Big question - what the hell happened to the previous system? When TRON ended, Flynn and Tron and Yurei had 'saved' the system, vanquished the MCP, and restored freedom. Why is Flynn screwing around with this new blank system? Or at least, what the hell happened to the one he saved? He says he brought Tron from the old system - what about all the other programs? What about, at the very least, Tron's 'girlfriend' Yurei, the counterpart of Alan's real-life sweetheart? For that matter, where the hell is she in the real world, if Alan is still around?
Another question - Why is Flynn so limited on the inside? If I ever have a chance to go into a computer system, I'm not going unless I'm firmly in sudoers, and have some handy secret setuid scripts hidden on my person. Flynn has some power - he has his own version of the Jedi Mind Trick, and can 'damp out' activity near him, apparently - but other than that, he's sorta just this Dude, man. I suppose we are to assume that when CLU rebelled, he 'took' Flynn's superuser bit, but...still. And yes - Jeff Bridges for some reason has gotten Flynn and the Dude horribly confused, and I frigging hate The Big Lebowski, so that was a real problem for me.
Acknowledging JC's point - How the hell old is Sam Flynn? The movie claims he was twelve when Kevin Flynn vanished in 1989, which means that they have retconned him and his now-dead mother into the story - because in 1982, Kevin was sorta mooning after Alan's girl (the human Yurei, and what the hell happened to her?) and there was no mention of any woman, much less the mother of his child. Whoops. I guess Sam being seven, as old as he could have been if he was conceived after the first movie (really, six, actually) just wasn't enough.
Okay, okay, enough. Let me finish on a different note. Namely, what is there to like about this movie? For me, an awful lot. As I have been trying to make clear in a muddled fashion, this movie is indeed broken in many ways. In fact, it's broken in almost the exact same ways its predecessor was. However, in my opinion, the brokenness is only about 1/5 as bad as in the first movie, and while the 'newness factor' which redeems the original isn't there, it is replaced by a nostalgia-fueled cool factor. This is, indeed, a sequel to an old and dearly loved childhood flick.
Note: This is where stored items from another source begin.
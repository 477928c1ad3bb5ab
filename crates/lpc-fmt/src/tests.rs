use expect_test::{Expect, expect};
use lpc_ast::TextSize;

use crate::{FormatOptions, format};

fn check_with(options: &FormatOptions, input: &str, expected: Expect) {
    let actual = match format(input, options) {
        Ok(formatted) => formatted,
        Err(err) => panic!("{err} at {:?}", err.offset()),
    };
    expected.assert_eq(&actual);

    let again = format(&actual, options).unwrap();
    assert_eq!(again, actual, "formatting is not idempotent");
}

fn check(input: &str, expected: Expect) {
    check_with(&FormatOptions::default(), input, expected);
}

#[test]
fn single_statement_body_stays_on_one_line() {
    check(
        "string set_s(string s){return foo=s;}",
        expect![[r#"
            string set_s(string s) { return foo = s; }
        "#]],
    );
    check(
        "query_s ( ) {return s;}",
        expect![[r#"
            query_s() { return s; }
        "#]],
    );
}

#[test]
fn two_statement_body_breaks() {
    check(
        "test() { int i=0; return 1; }",
        expect![[r#"
            test() {
              int i = 0;
              return 1;
            }
        "#]],
    );
}

#[test]
fn condensing_can_be_switched_off() {
    let options = FormatOptions { condense_single_statement_blocks: false, ..Default::default() };
    check_with(
        &options,
        "string set_s(string s){return foo=s;}",
        expect![[r#"
            string set_s(string s) {
              return foo = s;
            }
        "#]],
    );
}

#[test]
fn tabs_replace_indentation() {
    let options = FormatOptions {
        use_tabs: true,
        condense_single_statement_blocks: false,
        ..Default::default()
    };
    let formatted = format("string set_s(string s){return foo=s;}", &options).unwrap();
    assert_eq!(formatted, "string set_s(string s) {\n\treturn foo = s;\n}\n");
}

#[test]
fn pair_variable_prints_two_per_line() {
    check(
        r#"test() { dest_dir = ({ "room1", "north", "room2", "south" }); }"#,
        expect![[r#"
            test() {
              dest_dir = ({
                "room1", "north",
                "room2", "south",
              });
            }
        "#]],
    );
}

#[test]
fn odd_length_array_never_pairs() {
    check(
        r#"test() { dest_dir = ({ "room1", "north", "room2" }); }"#,
        expect![[r#"
            test() { dest_dir = ({"room1", "north", "room2"}); }
        "#]],
    );
}

#[test]
fn unrelated_name_uses_fill() {
    check(
        r#"test() { exits = ({ "room1", "north", "room2", "south" }); }"#,
        expect![[r#"
            test() { exits = ({"room1", "north", "room2", "south"}); }
        "#]],
    );
}

#[test]
fn configured_pair_variables_add_to_the_builtins() {
    let options = FormatOptions { pair_variables: vec!["exits".to_owned()], ..Default::default() };
    assert!(options.is_pair_variable("dest_dir"));
    assert!(options.is_pair_variable("items"));

    check_with(
        &options,
        r#"test() { exits = ({ "room1", "north", "room2", "south" }); }"#,
        expect![[r#"
            test() {
              exits = ({
                "room1", "north",
                "room2", "south",
              });
            }
        "#]],
    );
}

#[test]
fn marker_comment_turns_on_pairs() {
    check(
        "test() {\n  // @prettier-pair\n  x = ({ 1, 2, 3, 4 });\n}\n",
        expect![[r#"
            test() {
              // @prettier-pair
              x = ({
                1, 2,
                3, 4,
              });
            }
        "#]],
    );
}

#[test]
fn array_cast_spacing() {
    check(
        "string *dirs = (string *) env->query_dest_dir();",
        expect![[r#"
            string *dirs = (string*)env->query_dest_dir();
        "#]],
    );
    check(
        "string * dirs = obj->fn( (string *) env->query_dest_dir() );",
        expect![[r#"
            string *dirs = obj->fn((string*)env->query_dest_dir());
        "#]],
    );
}

#[test]
fn array_elements_fill_lines() {
    let options = FormatOptions { print_width: 20, ..Default::default() };
    check_with(
        &options,
        r#"set_items(({ "aaaa", "bbbb", "cccc" }));"#,
        expect![[r#"
            set_items(({
              "aaaa", "bbbb",
              "cccc"
            }));
        "#]],
    );

    let options = FormatOptions { trailing_comma: true, ..options };
    check_with(
        &options,
        r#"set_items(({ "aaaa", "bbbb", "cccc" }));"#,
        expect![[r#"
            set_items(({
              "aaaa", "bbbb",
              "cccc",
            }));
        "#]],
    );
}

#[test]
fn single_collection_argument_hugs_the_call() {
    check(
        "foo(({ 1, 2 }));\nm = ([ \"k\": 1; 2, \"j\" ]);\nx = ({});\n",
        expect![[r#"
            foo(({1, 2}));
            m = (["k": 1; 2, "j"]);
            x = ({});
        "#]],
    );
}

#[test]
fn operators_keep_their_grouping() {
    check(
        "x = a+b*c;\ny = a-b-c;\n",
        expect![[r#"
            x = a + b * c;
            y = a - b - c;
        "#]],
    );
}

#[test]
fn implied_concatenation_prints_without_operator() {
    check(
        r#"s = "a" "b" + c;"#,
        expect![[r#"
            s = "a" "b" + c;
        "#]],
    );
}

#[test]
fn ternary_and_logical() {
    check(
        r#"printf("Foo is %s\n", test=="bar" ? "bar" : "notbar");"#,
        expect![[r#"
            printf("Foo is %s\n", test == "bar" ? "bar" : "notbar");
        "#]],
    );
    check(
        "int *arr=filter(arr2,( :($1==1&&$1<10):));",
        expect![[r#"
            int *arr = filter(arr2, (: ($1 == 1 && $1 < 10) :));
        "#]],
    );
}

#[test]
fn closures_and_lambdas() {
    check(
        r#"object *a = filter(all_inventory(room), (: $1->id("something") :));"#,
        expect![[r#"
            object *a = filter(all_inventory(room), (: $1->id("something") :));
        "#]],
    );
    check(
        "f = lambda(({ 'a }), ({ #'+, 'a, 1 }));",
        expect![[r#"
            f = lambda(({'a}), ({#'+, 'a, 1}));
        "#]],
    );
}

#[test]
fn if_else_with_blocks() {
    check(
        "test() { if (a) { x(); } else { y(); } }",
        expect![[r#"
            test() {
              if (a) {
                x();
              } else {
                y();
              }
            }
        "#]],
    );
}

#[test]
fn if_else_without_blocks() {
    check(
        "if (x) return 1;\nelse return 2;\n",
        expect![[r#"
            if (x) return 1;
            else return 2;
        "#]],
    );
}

#[test]
fn loops() {
    check(
        "for (int i=0; i < 10; i++) { }\nfor (;;) { }\n",
        expect![[r#"
            for (int i = 0; i < 10; i++) {  }
            for (;;) {  }
        "#]],
    );
    check(
        "foreach (string key, mixed value in data) write(key);",
        expect![[r#"
            foreach (string key, mixed value in data) write(key);
        "#]],
    );
}

#[test]
fn switch_cases_indent() {
    check(
        "switch (x) { case 1: y(); break; default: return; }",
        expect![[r#"
            switch (x) {
              case 1:
                y();
                break;
              default:
                return;
            }
        "#]],
    );
}

#[test]
fn struct_definition_on_one_line() {
    check(
        "struct coords { int x; int y; };",
        expect![[r#"
            struct coords { int x; int y; };
        "#]],
    );
}

#[test]
fn indexor_ranges() {
    check(
        "string s = a[<1..<2];\nstring t = a[0..2];\n",
        expect![[r#"
            string s = a[<1..<2];
            string t = a[0..2];
        "#]],
    );
}

#[test]
fn declarator_comments_align_the_next_declarator() {
    check(
        "string\n  *arr,\t\t/* OPTIONAL: Array of stuff */\n  code;\t\t\t/* test comment */\n",
        expect![[r#"
            string *arr, /* OPTIONAL: Array of stuff */
                   code; /* test comment */
        "#]],
    );
}

#[test]
fn comments_are_normalised() {
    check(
        "int x; //count\n/* a\n   b */\n/*\n * Only one line\n */\nint y;\n",
        expect![[r#"
            int x; // count
            /* a
             * b */
            /* Only one line */
            int y;
        "#]],
    );
}

#[test]
fn directives_join_or_continue() {
    let input = "#define MAX(a, b) \\\n  ((a) > (b) \\\n  ? (a) : (b))\n";
    check(
        input,
        expect![[r#"
            #define MAX(a, b) ((a) > (b) ? (a) : (b))
        "#]],
    );

    let options = FormatOptions { print_width: 30, ..Default::default() };
    let formatted = format(input, &options).unwrap();
    assert_eq!(formatted, "#define MAX(a, b) \\\n  ((a) > (b) \\\n  ? (a) : (b))\n");
}

#[test]
fn blank_lines_collapse_to_one() {
    check(
        "int a;\n\n\nint b;\n",
        expect![[r#"
            int a;

            int b;
        "#]],
    );
    check("", expect![[""]]);
}

#[test]
fn nested_blocks_break() {
    check(
        "reset(arg) { if (!arg) { set_light(1); } }",
        expect![[r#"
            reset(arg) {
              if (!arg) {
                set_light(1);
              }
            }
        "#]],
    );
}

#[test]
fn parse_errors_pass_through() {
    let err = format("(( 1, 2 })", &FormatOptions::default()).unwrap_err();
    assert_eq!(err.offset(), TextSize::new(8));
}

#[test]
fn short_chain_in_statement_position_stays_flat() {
    check(
        "test() { a() || b() || c(); return 1; }",
        expect![[r#"
            test() {
              a() || b() || c();
              return 1;
            }
        "#]],
    );
    check(
        r#"inherit __DIR__ "file" ".c";"#,
        expect![[r#"
            inherit __DIR__ "file" ".c";
        "#]],
    );
}

#[test]
fn ternary_with_assignments_in_both_branches() {
    check(
        "int test() { gener == 1 ? firstName = males[random(sizeof(males))] : firstName = females[random(sizeof(females))]; return 1; }    ",
        expect![[r#"
            int test() {
              gener == 1
                ? firstName = males[random(sizeof(males))]
                : firstName = females[random(sizeof(females))];
              return 1;
            }
        "#]],
    );
}

#[test]
fn missing_semicolons_are_supplied() {
    check(
        r#"test() { short = "short name", long = "long" + "desc"; }"#,
        expect![[r#"
            test() {
              short = "short name";
              long = "long" + "desc";
            }
        "#]],
    );
    check(
        "string s = a[0..2]",
        expect![[r#"
            string s = a[0..2];
        "#]],
    );
    check(
        "void test() { obj->set_weight(1 + random(avail_weight-1))     }",
        expect![[r#"
            void test() { obj->set_weight(1 + random(avail_weight - 1)); }
        "#]],
    );
}

#[test]
fn dot_member_access_is_kept() {
    check(
        r#"void test() { printf("%O\n", animals["bird"].name);  }"#,
        expect![[r#"
            void test() { printf("%O\n", animals["bird"].name); }
        "#]],
    );
    check(
        r#"debugf(sprintf("Alarm %O: %O called at %s", alarm.args..., ctime())) ;"#,
        expect![[r#"
            debugf(sprintf("Alarm %O: %O called at %s", alarm.args..., ctime()));
        "#]],
    );
}

#[test]
fn directives_inside_an_array_keep_their_own_lines() {
    check(
        "test() { \n      items = ({\n#ifndef TEST\n        1, 2,\n        3\n#endif\n      });\n    }",
        expect![[r#"
            test() {
              items = ({
                #ifndef TEST
                1, 2, 3
                #endif
              });
            }
        "#]],
    );
}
It has some cool effects (like the first). It is a neat idea (like the first). It tells us what happened (sort of) to the characters we last saw 22 years ago. The soundtrack is frigging awesome. The visuals, while not necessarily breakthrough, are certainly well done, and are loving homage to the original. There are broken bits and question, yes - even Penny Arcade checks in on that one - but it's possible to enjoy this movie despite them.